A decade of my Halloween costumes and their archetypes
It's the night you get to animate different facets of your personality.
Some people hate Halloween. What they don’t understand is that Halloween is a time to metamorphosis into another part of your persona: to allow something else to take over your body for a night. Each of us a multitude. None of us is all good or all bad.
When I was young, dressing up was my favorite pastime. My mom let us play dress up with her wedding dress and long dresses that she sewed in college.
In my first memory of Halloween, I’m four years old. In a last minute effort, I don one of my mom’s long skirts as a dress, we pin on straps to hold it over my little shoulders and I go door to door as a princess. This DIY approach to costumes starts early.
We win a Halloween contest as a family when I’m 10 and dressed as Cleopatra. I get a taste of winning, and chase that feeling again and again, winning for several of the costumes below.
Here’s some of my best handcrafted costumes from the last decade.
The Shadow
Maleficent
Costume Archetype: Victim to villain to mother
She plays the villain the Sleeping Beauty tale, but the Maleficent film from 2014 show her backstory. Maleficent is betrayed by her former lover who cuts off her wings. When his daughter is born, she seeks revenge on him by putting a curse on the baby that on her 16th birthday she’ll prick her finger on a spinning wheel and fall into a deep sleep, only to be broken by true love’s kiss.
The year the Angelina Jolie Maleficent film came out, I was dead set on building this headdress from scratch. I started by deconstructing wire hangers into a horn shape, filled them with tinfoil, applied paper machier, then glued on long strips of leather. The green eye contacts and sharp cheekbone contouring brought the look home. My first Best Costume prize at Zulily!
Bride of Frankenstein
Costume Archetype: A veritable Eve, created as mate, rejects her arranged marriage to a literal monster.
When it comes down to it, a wig and makeup can sell a costume. Put on a white dress and there will be no question who you are. Did you know the iconic wig was modeled off of Nefertiti’s headpiece?

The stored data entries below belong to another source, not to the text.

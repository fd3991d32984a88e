//! Document-store rendering of criteria trees
//!
//! Renders the same criteria evaluated by [`crate::eval`] as the
//! `$match`/`$in`/`$or` filter documents understood by aggregation
//! pipelines. A workspace entry of `None` renders as `"workspace": null`
//! (the document has no workspace), never as a literal id.

use serde_json::{json, Value};
use tutela_core::Criteria;

/// Render a criteria tree as a filter document
pub fn to_filter(criteria: &Criteria) -> Value {
    match criteria {
        Criteria::All => json!({}),
        Criteria::And(parts) => {
            json!({ "$and": parts.iter().map(to_filter).collect::<Vec<_>>() })
        }
        Criteria::Or(parts) => {
            json!({ "$or": parts.iter().map(to_filter).collect::<Vec<_>>() })
        }
        Criteria::OwnerIs(owner) => json!({ "user_id": owner.to_string() }),
        Criteria::WorkspaceIs(Some(workspace)) => json!({ "workspace": workspace.to_string() }),
        Criteria::WorkspaceIs(None) => json!({ "workspace": null }),
        Criteria::WorkspaceIn(workspaces) => {
            let ids: Vec<Value> = workspaces
                .iter()
                .flatten()
                .map(|id| Value::String(id.to_string()))
                .collect();
            if workspaces.iter().any(Option::is_none) {
                json!({ "$or": [
                    { "workspace": { "$in": ids } },
                    { "workspace": null },
                ]})
            } else {
                json!({ "workspace": { "$in": ids } })
            }
        }
        Criteria::KindIs(kind) => json!({ "kind": kind.to_string() }),
        Criteria::TitleContains(needle) => json!({ "title": { "$regex": needle } }),
    }
}

/// Wrap a criteria tree as a `$match` pipeline stage
pub fn to_match_stage(criteria: &Criteria) -> Value {
    json!({ "$match": to_filter(criteria) })
}

/// Conjoin a criteria tree into an aggregation pipeline.
///
/// Merges into the first `$match` stage when the pipeline already has one,
/// otherwise prepends a new `$match` stage.
pub fn apply_to_pipeline(pipeline: &mut Vec<Value>, criteria: &Criteria) {
    if criteria.is_unrestricted() {
        return;
    }
    let filter = to_filter(criteria);

    for stage in pipeline.iter_mut() {
        if let Some(existing) = stage.as_object_mut().and_then(|obj| obj.get_mut("$match")) {
            let prior = existing.take();
            *existing = json!({ "$and": [prior, filter] });
            return;
        }
    }

    pipeline.insert(0, json!({ "$match": filter }));
}
//! Workspace lifecycle and rights management
//!
//! A workspace and its read/write permission pair are created together. When
//! the workspace insert fails after the permissions were created, the
//! permissions are rolled back best-effort before the original error
//! surfaces; an extremely narrow race can still leak a permission row, which
//! is an accepted limitation of the compensating-delete sequence.

use chrono::Utc;
use std::collections::HashSet;
use std::sync::Arc;
use tracing::{info, instrument};

use tutela_core::{
    GroupId, Principal, Result, TutelaError, UserId, Workspace, WorkspaceId, WorkspaceRepository,
};

use crate::engine::PolicyEngine;
use crate::groups::GroupRegistry;
use crate::permissions::PermissionStore;

#[derive(Clone)]
pub struct WorkspaceService {
    engine: Arc<PolicyEngine>,
    permissions: PermissionStore,
    groups: GroupRegistry,
    workspaces: Arc<dyn WorkspaceRepository>,
}

impl WorkspaceService {
    pub fn new(
        engine: Arc<PolicyEngine>,
        permissions: PermissionStore,
        groups: GroupRegistry,
        workspaces: Arc<dyn WorkspaceRepository>,
    ) -> Self {
        Self {
            engine,
            permissions,
            groups,
            workspaces,
        }
    }

    /// Guarded entry point: a registered caller creates a private workspace
    /// they own
    pub async fn create_workspace(&self, principal: &Principal, title: &str) -> Result<Workspace> {
        let Some(owner) = principal.id else {
            return Err(TutelaError::permission_denied("create", "workspace"));
        };
        self.create_and_save(title, Some(owner), false).await
    }

    /// Create the permission pair, then the workspace row. The owner, if any,
    /// is granted both permissions.
    #[instrument(skip(self))]
    pub async fn create_and_save(
        &self,
        title: &str,
        owner: Option<UserId>,
        is_public: bool,
    ) -> Result<Workspace> {
        let read_perm = self.permissions.create_read_perm(title, owner.as_ref()).await?;
        let write_perm = match self.permissions.create_write_perm(title, owner.as_ref()).await {
            Ok(perm) => perm,
            Err(err) => {
                self.permissions.delete_permission(read_perm.id).await;
                return Err(err);
            }
        };

        let workspace = Workspace::new(title.trim(), owner, is_public, read_perm.id, write_perm.id);
        let created = match self.workspaces.create(&workspace).await {
            Ok(created) => created,
            Err(err) => {
                // Roll back the freshly minted pair; the original failure is
                // the one the caller sees
                self.permissions.delete_permission(read_perm.id).await;
                self.permissions.delete_permission(write_perm.id).await;
                return Err(err);
            }
        };

        if let Some(owner) = owner {
            self.permissions
                .add_permission_to_user(owner, read_perm.id)
                .await?;
            self.permissions
                .add_permission_to_user(owner, write_perm.id)
                .await?;
        }
        if is_public {
            self.share_read_with_well_known_groups(&created).await?;
        }

        info!(workspace = %created.id, title = %created.title, "created workspace");
        Ok(created)
    }

    /// The distinguished ownerless, publicly readable workspace
    pub async fn create_global(&self, title: &str) -> Result<Workspace> {
        if self.workspaces.get_global().await?.is_some() {
            return Err(TutelaError::model_violation(
                "a global workspace already exists",
            ));
        }
        self.create_and_save(title, None, true).await
    }

    /// Rename a workspace. Permission codenames stay derived from the
    /// creation title.
    #[instrument(skip(self, principal))]
    pub async fn rename(
        &self,
        id: WorkspaceId,
        new_title: &str,
        principal: &Principal,
    ) -> Result<Workspace> {
        let mut workspace = self.get(id).await?;
        if workspace.is_global() {
            return Err(TutelaError::model_violation(
                "the global workspace cannot be renamed",
            ));
        }
        self.engine.check_is_workspace_owner(&workspace, principal)?;
        workspace.title = new_title.trim().to_string();
        workspace.updated_at = Utc::now();
        self.workspaces.update(&workspace).await
    }

    /// Make a workspace public and grant its read permission to the
    /// well-known groups
    #[instrument(skip(self, principal))]
    pub async fn set_public(&self, id: WorkspaceId, principal: &Principal) -> Result<Workspace> {
        let mut workspace = self.get(id).await?;
        self.engine
            .check_can_set_workspace_public(&workspace, principal)
            .await?;
        workspace.is_public = true;
        workspace.updated_at = Utc::now();
        let updated = self.workspaces.update(&workspace).await?;
        self.share_read_with_well_known_groups(&updated).await?;
        info!(workspace = %updated.id, "workspace set public");
        Ok(updated)
    }

    /// Make a workspace private again and revoke the well-known groups' read
    /// access. Only allowed while un-publishing is enabled.
    #[instrument(skip(self, principal))]
    pub async fn set_private(&self, id: WorkspaceId, principal: &Principal) -> Result<Workspace> {
        let mut workspace = self.get(id).await?;
        if !self.engine.config().can_set_public_data_to_private {
            return Err(TutelaError::model_violation(
                "public data cannot be made private",
            ));
        }
        if workspace.is_global() {
            return Err(TutelaError::model_violation(
                "the global workspace cannot be made private",
            ));
        }
        self.engine.check_is_workspace_owner(&workspace, principal)?;
        workspace.is_public = false;
        workspace.updated_at = Utc::now();
        let updated = self.workspaces.update(&workspace).await?;
        for group in self.well_known_groups().await? {
            self.permissions
                .remove_permission_from_group(group, updated.read_perm)
                .await?;
        }
        info!(workspace = %updated.id, "workspace set private");
        Ok(updated)
    }

    /// Delete a workspace and cascade to its permission pair. The permission
    /// deletes are best-effort; the rows may already be gone.
    #[instrument(skip(self, principal))]
    pub async fn delete(&self, id: WorkspaceId, principal: &Principal) -> Result<()> {
        let workspace = self.get(id).await?;
        self.engine
            .check_can_delete_workspace(&workspace, principal)
            .await?;
        self.workspaces.delete(workspace.id).await?;
        self.permissions.delete_permission(workspace.read_perm).await;
        self.permissions.delete_permission(workspace.write_perm).await;
        info!(workspace = %workspace.id, "deleted workspace");
        Ok(())
    }

    // =========================================================================
    // Rights management
    // =========================================================================
    //
    // All eight operations are gated on workspace ownership. Write-access
    // mutation on the global workspace is a domain rule violation for every
    // caller, superusers included.

    pub async fn add_user_read_access(
        &self,
        id: WorkspaceId,
        user: UserId,
        principal: &Principal,
    ) -> Result<()> {
        let workspace = self.owned(id, principal).await?;
        self.permissions
            .add_permission_to_user(user, workspace.read_perm)
            .await
    }

    pub async fn remove_user_read_access(
        &self,
        id: WorkspaceId,
        user: UserId,
        principal: &Principal,
    ) -> Result<()> {
        let workspace = self.owned(id, principal).await?;
        self.permissions
            .remove_permission_from_user(user, workspace.read_perm)
            .await
    }

    pub async fn add_user_write_access(
        &self,
        id: WorkspaceId,
        user: UserId,
        principal: &Principal,
    ) -> Result<()> {
        let workspace = self.owned(id, principal).await?;
        check_not_global_write(&workspace)?;
        self.permissions
            .add_permission_to_user(user, workspace.write_perm)
            .await
    }

    pub async fn remove_user_write_access(
        &self,
        id: WorkspaceId,
        user: UserId,
        principal: &Principal,
    ) -> Result<()> {
        let workspace = self.owned(id, principal).await?;
        check_not_global_write(&workspace)?;
        self.permissions
            .remove_permission_from_user(user, workspace.write_perm)
            .await
    }

    pub async fn add_group_read_access(
        &self,
        id: WorkspaceId,
        group: GroupId,
        principal: &Principal,
    ) -> Result<()> {
        let workspace = self.owned(id, principal).await?;
        self.permissions
            .add_permission_to_group(group, workspace.read_perm)
            .await
    }

    pub async fn remove_group_read_access(
        &self,
        id: WorkspaceId,
        group: GroupId,
        principal: &Principal,
    ) -> Result<()> {
        let workspace = self.owned(id, principal).await?;
        self.permissions
            .remove_permission_from_group(group, workspace.read_perm)
            .await
    }

    pub async fn add_group_write_access(
        &self,
        id: WorkspaceId,
        group: GroupId,
        principal: &Principal,
    ) -> Result<()> {
        let workspace = self.owned(id, principal).await?;
        check_not_global_write(&workspace)?;
        self.permissions
            .add_permission_to_group(group, workspace.write_perm)
            .await
    }

    pub async fn remove_group_write_access(
        &self,
        id: WorkspaceId,
        group: GroupId,
        principal: &Principal,
    ) -> Result<()> {
        let workspace = self.owned(id, principal).await?;
        check_not_global_write(&workspace)?;
        self.permissions
            .remove_permission_from_group(group, workspace.write_perm)
            .await
    }

    // =========================================================================
    // Accessible sets
    // =========================================================================

    pub async fn workspaces_user_can_read(
        &self,
        principal: &Principal,
    ) -> Result<HashSet<WorkspaceId>> {
        self.engine.readable_workspaces(principal).await
    }

    pub async fn workspaces_user_can_write(
        &self,
        principal: &Principal,
    ) -> Result<HashSet<WorkspaceId>> {
        self.engine.writable_workspaces(principal).await
    }

    pub async fn get(&self, id: WorkspaceId) -> Result<Workspace> {
        self.workspaces
            .get_by_id(id)
            .await?
            .ok_or_else(|| TutelaError::not_found("Workspace", id.to_string()))
    }

    async fn owned(&self, id: WorkspaceId, principal: &Principal) -> Result<Workspace> {
        let workspace = self.get(id).await?;
        self.engine.check_is_workspace_owner(&workspace, principal)?;
        Ok(workspace)
    }

    async fn well_known_groups(&self) -> Result<Vec<GroupId>> {
        let mut found = Vec::new();
        if let Some(group) = self.groups.get_anonymous_group().await? {
            found.push(group.id);
        }
        if let Some(group) = self.groups.get_default_group().await? {
            found.push(group.id);
        }
        Ok(found)
    }

    async fn share_read_with_well_known_groups(&self, workspace: &Workspace) -> Result<()> {
        for group in self.well_known_groups().await? {
            self.permissions
                .add_permission_to_group(group, workspace.read_perm)
                .await?;
        }
        Ok(())
    }
}

fn check_not_global_write(workspace: &Workspace) -> Result<()> {
    if workspace.is_global() {
        return Err(TutelaError::model_violation(
            "write access on the global workspace cannot be changed",
        ));
    }
    Ok(())
}
//! Shared fixtures for the Tutela integration suite

use std::sync::Arc;

use tutela_core::AccessConfig;
use tutela_policy::{
    DocumentService, GroupRegistry, PermissionStore, PolicyEngine, WorkspaceService,
};
use tutela_store::{
    MemoryDocumentRepository, MemoryGroupRepository, MemoryPermissionRepository,
    MemoryPreferencesRepository, MemoryWorkspaceRepository,
};

/// A fully wired platform over in-memory storage
pub struct Platform {
    pub engine: Arc<PolicyEngine>,
    pub workspaces: WorkspaceService,
    pub documents: DocumentService,
    pub permissions: PermissionStore,
    pub groups: GroupRegistry,
}

/// Assemble the platform with the given deployment configuration, with the
/// builtin capability rows and well-known groups bootstrapped
pub async fn platform(config: AccessConfig) -> Platform {
    let permission_repo = Arc::new(MemoryPermissionRepository::new());
    let group_repo = Arc::new(MemoryGroupRepository::new());
    let workspace_repo = Arc::new(MemoryWorkspaceRepository::new());
    let document_repo = Arc::new(MemoryDocumentRepository::new());
    let preferences_repo = Arc::new(MemoryPreferencesRepository::new());

    let permissions = PermissionStore::new(permission_repo.clone(), group_repo.clone());
    let groups = GroupRegistry::new(group_repo.clone(), permission_repo.clone());
    permissions
        .ensure_builtin()
        .await
        .expect("builtin permissions");
    groups.ensure_well_known().await.expect("well-known groups");

    let engine = Arc::new(PolicyEngine::new(
        config,
        permissions.clone(),
        workspace_repo.clone(),
    ));
    let workspaces = WorkspaceService::new(
        engine.clone(),
        permissions.clone(),
        groups.clone(),
        workspace_repo.clone(),
    );
    let documents = DocumentService::new(
        engine.clone(),
        document_repo,
        workspace_repo,
        preferences_repo,
    );

    Platform {
        engine,
        workspaces,
        documents,
        permissions,
        groups,
    }
}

This can be a spooktacular couple’s costume if your partner goes as Frankenstein!
Medusa
Costume Archetype: The punishment of the male gaze.
In the myth of Medusa, she is a beautiful human woman who is sexually assaulted by the gods, and has a curse put upon her. With her head of snakes, anyone who looks upon her turns to stone — even after her death.
It doesn’t really matter what you wear if you have a quality headdress. Medusa was a bucket list costume and I contemplated for years how to make a headdress light enough to wear on my head all night. Rubber snakes were too heavy and spendy.
In the end, I constructed ~100 snakes from mesh tubing of different widths and coiled them around a high gauge jewelry wire to give them shape, affixing them to a wig cap.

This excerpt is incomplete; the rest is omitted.